Wednesday, February 27, 2008

Republican throws a wedge at California budget woes


Simona Garibay receives a U.S. flag from Maj. Brian Dolan during funeral services for her son, Cpl. Jose Angel Garibay, at Riverside National Cemetery, April 11, 2003.

As California wakes up to its multi-billion dollar projected deficit, Assemblyman Chuck Devore, R-Irvine, has come up with a neat trick (AB 1758) to play politics with the future of thousands of community college students.

Back when California had a Democratic governor and legislature (2001), the state opted to invest in its future. It charges in-state tuition at the community colleges, regardless of immigration status, to students who have spent three years in California high schools, graduated, and who sign an affidavit stating they have applied to become legal residents or will do so if they become eligible. That's quite a break; at California's community colleges, in-state fees run about $78 per course, while out-of-state students pay $500. Devore wants to kill this program which costs $117 million a year and instead redirect $3 million to provide members of the California National Guard with free tuition at state colleges and universities.

National Guard members undoubtedly deserve help going to college if they happen to survive intact being used as cannon fodder by our rulers. But this measure is just xenophobic grandstanding. Most obviously, some of those Guard members are immigrants serving in the military to regularize their status.

Sen. Lou Correa, D-Santa Ana, has previously sponsored unsuccessful legislation to grant tuition benefits to Guard members and plans to do so again this year.

"This is not as much a budget issue as a political issue," Correa said. ...

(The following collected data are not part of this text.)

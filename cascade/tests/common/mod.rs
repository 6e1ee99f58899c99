//! Shared fixtures for the cascade integration tests
//!
//! Recording fakes stand in for the chat and telephony providers; a manual
//! clock plus an explicit `tick` replaces the background scheduler loop.

#![allow(dead_code)]

use std::collections::HashMap;
use std::path::Path;
use std::sync::atomic::{AtomicU32, Ordering};
use std::sync::{Arc, Mutex};

use async_trait::async_trait;

use cascade::engine::{IncidentReport, WebhookOutcome};
use cascade::ingress::{CallEventKind, CallWebhook, ChatWebhook};
use cascade::providers::{CallControl, ChatButton, ChatSender, ProviderError, Telephony};
use cascade::scheduler::{SchedulerRunner, TickReport};
use cascade::store::{links, CallAttempt, SharedStore, Store, Watcher, WatcherLink};
use cascade::{CascadeConfig, Clock, Engine, ManualClock, SharedEngine};

// ── Fakes ──

#[derive(Debug, Clone)]
pub struct SentChat {
    pub chat_id: String,
    pub text: String,
    pub buttons: Vec<ChatButton>,
}

#[derive(Default)]
pub struct RecordingChat {
    sent: Mutex<Vec<SentChat>>,
}

impl RecordingChat {
    pub fn sent(&self) -> Vec<SentChat> {
        self.sent.lock().unwrap().clone()
    }

    pub fn sent_to(&self, chat_id: &str) -> usize {
        self.sent().iter().filter(|m| m.chat_id == chat_id).count()
    }
}

#[async_trait]
impl ChatSender for RecordingChat {
    async fn send(&self, chat_id: &str, text: &str, buttons: &[ChatButton]) -> Result<String, ProviderError> {
        let mut sent = self.sent.lock().unwrap();
        sent.push(SentChat {
            chat_id: chat_id.to_string(),
            text: text.to_string(),
            buttons: buttons.to_vec(),
        });
        Ok(format!("msg-{}", sent.len()))
    }
}

#[derive(Debug, Clone)]
pub struct PlacedCall {
    pub to: String,
    pub webhook_url: String,
    pub idempotency_key: String,
    pub call_id: String,
}

/// Telephony fake that honours idempotency keys like a real provider
#[derive(Default)]
pub struct RecordingTelephony {
    placed: Mutex<Vec<PlacedCall>>,
    by_key: Mutex<HashMap<String, String>>,
    controls: Mutex<Vec<(String, CallControl)>>,
    failures_left: AtomicU32,
}

impl RecordingTelephony {
    /// Make the next `n` create-call requests fail
    pub fn fail_next(&self, n: u32) {
        self.failures_left.store(n, Ordering::SeqCst);
    }

    pub fn placed(&self) -> Vec<PlacedCall> {
        self.placed.lock().unwrap().clone()
    }

    pub fn placed_to(&self, number: &str) -> usize {
        self.placed().iter().filter(|c| c.to == number).count()
    }

    pub fn hangups(&self) -> Vec<String> {
        self.controls
            .lock()
            .unwrap()
            .iter()
            .filter(|(_, c)| *c == CallControl::Hangup)
            .map(|(id, _)| id.clone())
            .collect()
    }
}

#[async_trait]
impl Telephony for RecordingTelephony {
    async fn create_call(
        &self,
        to: &str,
        _from: &str,
        webhook_url: &str,
        idempotency_key: &str,
    ) -> Result<String, ProviderError> {
        let left = self.failures_left.load(Ordering::SeqCst);
        if left > 0 {
            self.failures_left.store(left - 1, Ordering::SeqCst);
            return Err(ProviderError::Request("connection reset".into()));
        }

        // Let concurrent callers interleave before the provider answers
        tokio::task::yield_now().await;
        let mut by_key = self.by_key.lock().unwrap();
        if let Some(existing) = by_key.get(idempotency_key) {
            return Ok(existing.clone());
        }
        let mut placed = self.placed.lock().unwrap();
        let call_id = format!("call-{}", placed.len() + 1);
        by_key.insert(idempotency_key.to_string(), call_id.clone());
        placed.push(PlacedCall {
            to: to.to_string(),
            webhook_url: webhook_url.to_string(),
            idempotency_key: idempotency_key.to_string(),
            call_id: call_id.clone(),
        });
        Ok(call_id)
    }

    async fn control(&self, call_id: &str, command: &CallControl) -> Result<(), ProviderError> {
        self.controls
            .lock()
            .unwrap()
            .push((call_id.to_string(), command.clone()));
        Ok(())
    }
}

// ── Harness ──

pub struct Harness {
    pub clock: Arc<ManualClock>,
    pub store: SharedStore,
    pub engine: SharedEngine,
    pub runner: SchedulerRunner,
    pub chat: Arc<RecordingChat>,
    pub telephony: Arc<RecordingTelephony>,
}

impl Harness {
    pub fn new() -> Self {
        Self::with_config(CascadeConfig::default())
    }

    pub fn with_config(config: CascadeConfig) -> Self {
        let store = Store::open_in_memory().unwrap().shared();
        Self::build(store, Arc::new(ManualClock::at_epoch()), config)
    }

    /// Harness over an on-disk database, for restart scenarios
    pub fn on_disk(path: &Path, clock: Arc<ManualClock>) -> Self {
        let store = Store::open(path).unwrap().shared();
        Self::build(store, clock, CascadeConfig::default())
    }

    fn build(store: SharedStore, clock: Arc<ManualClock>, config: CascadeConfig) -> Self {
        let chat = Arc::new(RecordingChat::default());
        let telephony = Arc::new(RecordingTelephony::default());
        let engine = Engine::new(store.clone(), clock.clone(), config, chat.clone(), telephony.clone()).shared();
        let runner = engine.scheduler_runner();
        Self {
            clock,
            store,
            engine,
            runner,
            chat,
            telephony,
        }
    }

    /// Register a watcher with a chat id and phone number derived from its id
    pub fn seed(&self, link: WatcherLink) {
        let watcher = Watcher {
            watcher_id: link.watcher_id.clone(),
            chat_id: Some(chat_of(&link.watcher_id)),
            phone_number: Some(phone_of(&link.watcher_id)),
        };
        self.store
            .with_conn(|conn| {
                links::upsert_watcher(conn, &watcher)?;
                links::upsert_link(conn, &link)
            })
            .unwrap();
    }

    /// Move time forward and run whatever became due
    pub async fn advance(&self, secs: i64) -> TickReport {
        self.clock.advance_secs(secs);
        self.runner.tick().await.unwrap()
    }

    pub async fn report(&self, incident_id: &str) -> IncidentReport {
        self.engine.report(incident_id).await.unwrap()
    }

    /// Attempts of one watcher's call alert, oldest first
    pub async fn attempts_of(&self, incident_id: &str, watcher_id: &str) -> Vec<CallAttempt> {
        let report = self.report(incident_id).await;
        let alert_ids: Vec<_> = report
            .alerts
            .iter()
            .filter(|a| a.watcher_id == watcher_id)
            .map(|a| a.id.clone())
            .collect();
        let mut attempts: Vec<_> = report
            .attempts
            .into_iter()
            .filter(|a| alert_ids.contains(&a.alert_id))
            .collect();
        attempts.sort_by_key(|a| a.attempt_no);
        attempts
    }

    pub async fn call_event(
        &self,
        event_id: &str,
        attempt: &CallAttempt,
        kind: CallEventKind,
        digits: Option<&str>,
        cause: Option<&str>,
    ) -> WebhookOutcome {
        let hook = CallWebhook {
            event_id: event_id.to_string(),
            call_id: attempt.provider_call_id.clone().unwrap_or_default(),
            attempt_id: Some(attempt.id.clone()),
            kind,
            digits: digits.map(str::to_string),
            cause: cause.map(str::to_string),
        };
        self.engine.handle_call_webhook(&hook).await.unwrap()
    }

    pub async fn chat_reply(&self, event_id: &str, watcher_id: &str, text: &str) -> WebhookOutcome {
        let hook = ChatWebhook {
            event_id: event_id.to_string(),
            chat_id: chat_of(watcher_id),
            text: Some(text.to_string()),
            callback_data: None,
        };
        self.engine.handle_chat_webhook(&hook).await.unwrap()
    }

    pub fn now(&self) -> chrono::DateTime<chrono::Utc> {
        self.clock.now()
    }
}

pub fn chat_of(watcher_id: &str) -> String {
    format!("chat-{watcher_id}")
}

pub fn phone_of(watcher_id: &str) -> String {
    format!("+1555{watcher_id}")
}

/// Call-only link with an explicit retry policy
pub fn call_link(subject: &str, watcher: &str, priority: i64, max_retries: u32, backoff: u32) -> WatcherLink {
    WatcherLink::new(subject, watcher, priority)
        .with_call_policy(25, max_retries, backoff)
        .with_channels(false, true)
}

But Correa does not support DeVore's effort to repeal AB 540 [the in-state tuition provision.]

"Absolutely not," Correa said. "You know why? Jose Angel Garibay."

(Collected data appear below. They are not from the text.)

//! Cascade event stream
//!
//! ```text
//! ┌──────────────┐     ┌──────────────┐     ┌──────────────┐
//! │  Machine /   │────▶│  Event Bus   │────▶│  Subscribers │
//! │  Controller  │     │  (broadcast) │     │   (recv)     │
//! └──────────────┘     └──────────────┘     └──────────────┘
//! ```

pub mod bus;
pub mod types;

pub use bus::{EventBus, EventFilter, FilteredReceiver, SharedEventBus};
pub use types::CascadeEvent;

The U.S. Marine Corps lance corporal from Orange County was killed in 2003 while fighting in Iraq. Garibay, whose parents entered the country illegally, was granted citizenship posthumously.

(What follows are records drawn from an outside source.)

//! Process wiring: store, providers, engine, webhook ingress, scheduler

use std::sync::Arc;
use std::time::Duration;

use anyhow::{Context, Result};
use cascade::ingress::{HmacVerifier, SharedSecretVerifier, VerifyError, WebhookVerifier};
use cascade::providers::{SharedChatSender, SharedTelephony};
use cascade::{Engine, EventFilter, Ingress, SchedulerHandle, SharedClock, SharedEngine, SharedStore, Store, SystemClock};
use tokio::sync::broadcast::error::RecvError;
use tokio::task::JoinHandle;
use tokio_util::sync::CancellationToken;
use tracing::{debug, info, warn};

use crate::config::ServiceConfig;
use crate::providers;

/// Verifier used when no secret is configured: every request is refused
struct RejectAll(&'static str);

impl WebhookVerifier for RejectAll {
    fn verify(&self, _: &cascade::WebhookRequest) -> Result<(), VerifyError> {
        Err(VerifyError::Config(format!("no {} webhook secret configured", self.0)))
    }
}

/// A wired engine plus its webhook front door
pub struct Runtime {
    engine: SharedEngine,
    ingress: Ingress,
}

impl Runtime {
    /// Open the database and build real provider clients
    pub fn build(config: &ServiceConfig) -> Result<Self> {
        let store = Store::open(&config.database_path)
            .with_context(|| format!("Failed to open store at {}", config.database_path.display()))?
            .shared();
        let timeout = Duration::from_secs(config.request_timeout_secs);
        let chat = providers::chat_sender(config.chat.as_ref(), timeout).context("Failed to build chat client")?;
        let telephony =
            providers::telephony(config.telephony.as_ref(), timeout).context("Failed to build telephony client")?;
        Self::assemble(config, store, Arc::new(SystemClock), chat, telephony)
    }

    /// Wire an engine over explicit parts
    pub fn assemble(
        config: &ServiceConfig,
        store: SharedStore,
        clock: SharedClock,
        chat: SharedChatSender,
        telephony: SharedTelephony,
    ) -> Result<Self> {
        if config.chat.is_none() {
            warn!("No chat provider configured; chat alerts will fail");
        }
        if config.telephony.is_none() {
            warn!("No telephony provider configured; call alerts will fail");
        }

        let call_verifier: Arc<dyn WebhookVerifier> = match &config.call_webhook_secret {
            Some(secret) => Arc::new(HmacVerifier::new(secret, clock.clone()).context("Invalid call webhook secret")?),
            None => {
                warn!("No call webhook secret configured; call webhooks will be refused");
                Arc::new(RejectAll("call"))
            }
        };
        let chat_verifier: Arc<dyn WebhookVerifier> = match &config.chat_webhook_secret {
            Some(secret) => Arc::new(
                SharedSecretVerifier::new(config.chat_secret_header.clone(), secret)
                    .context("Invalid chat webhook secret")?,
            ),
            None => {
                warn!("No chat webhook secret configured; chat webhooks will be refused");
                Arc::new(RejectAll("chat"))
            }
        };

        let engine = Engine::new(store, clock, config.cascade.clone(), chat, telephony).shared();
        let ingress = Ingress::new(engine.clone(), call_verifier, chat_verifier);
        Ok(Self { engine, ingress })
    }

    pub fn engine(&self) -> &SharedEngine {
        &self.engine
    }

    pub fn ingress(&self) -> &Ingress {
        &self.ingress
    }

    /// Start the durable scheduler; failure means the process is not ready
    pub async fn start_scheduler(&self) -> Result<SchedulerHandle> {
        let handle = self
            .engine
            .scheduler_runner()
            .start()
            .await
            .context("Scheduler failed to start")?;
        info!("Scheduler ready");
        Ok(handle)
    }

    /// Mirror matching engine events into the log until `stop` fires or the bus closes
    pub fn spawn_event_log(&self, filter: EventFilter, stop: CancellationToken) -> JoinHandle<()> {
        let mut events = self.engine.events().subscribe_filtered(filter);
        tokio::spawn(async move {
            loop {
                let next = tokio::select! {
                    _ = stop.cancelled() => break,
                    next = events.recv() => next,
                };
                match next {
                    Ok(event) => {
                        let incident_id = event.incident_id().unwrap_or("-").to_string();
                        info!(event = event.event_type(), incident_id = %incident_id, "Cascade event");
                    }
                    Err(RecvError::Lagged(skipped)) => warn!(skipped, "Event log lagged"),
                    Err(RecvError::Closed) => break,
                }
            }
            debug!("Event log stopped");
        })
    }
}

Moreover, punishing young people who were children when brought here by their parents and who have proved they are on the way to becoming productive members of society is simply madness. The racists can't make them go away -- in fact they often profit from their labor -- all they can do is make their lives miserable. That's no way to run a great state.
***

Looking into this story, I was not surprised to discover that Assemblyman Devore makes a practice of trying to start racial fights. Here's a 2007 item from the Los Angeles Times.

Republican plays race card
Assemblyman Chuck DeVore - the China-hating, novel writing, constant blogging, gung-ho Republican National Guard officer from Orange County - is scheming to write legislation that would divide Democrats along racial lines. In the OC Register today, columnist Frank Mickadeit writes about attending a conference of Republican lawyers at Chapman Law School last week:

"Assemblyman Chuck DeVore told the group how even as a member of the minority party in the Legislature, he's trying to be relevant. He's working a bill that would suspend the California Environmental Quality Act for five years for low-income housing, farm-worker housing and urban infill projects.

"The strategy, he said, is to split the Democrats in the Legislature into two factions: the black and Latino caucuses, which favor the bill because it would reduce housing costs 10-20 percent for constituents, and what he called 'the white, urban limousine liberals,' who oppose lowering environmental standards.

" 'I'm purposefully eff-ing with them,' DeVore said."
Not exactly a responsible policy advocate.

H/t to the newsletter of Racewire for pointing out Devore's current wedge bill. AB
1758 will have a hearing on March 4 in the Assembly Higher Education Committee. Passage seems unlikely.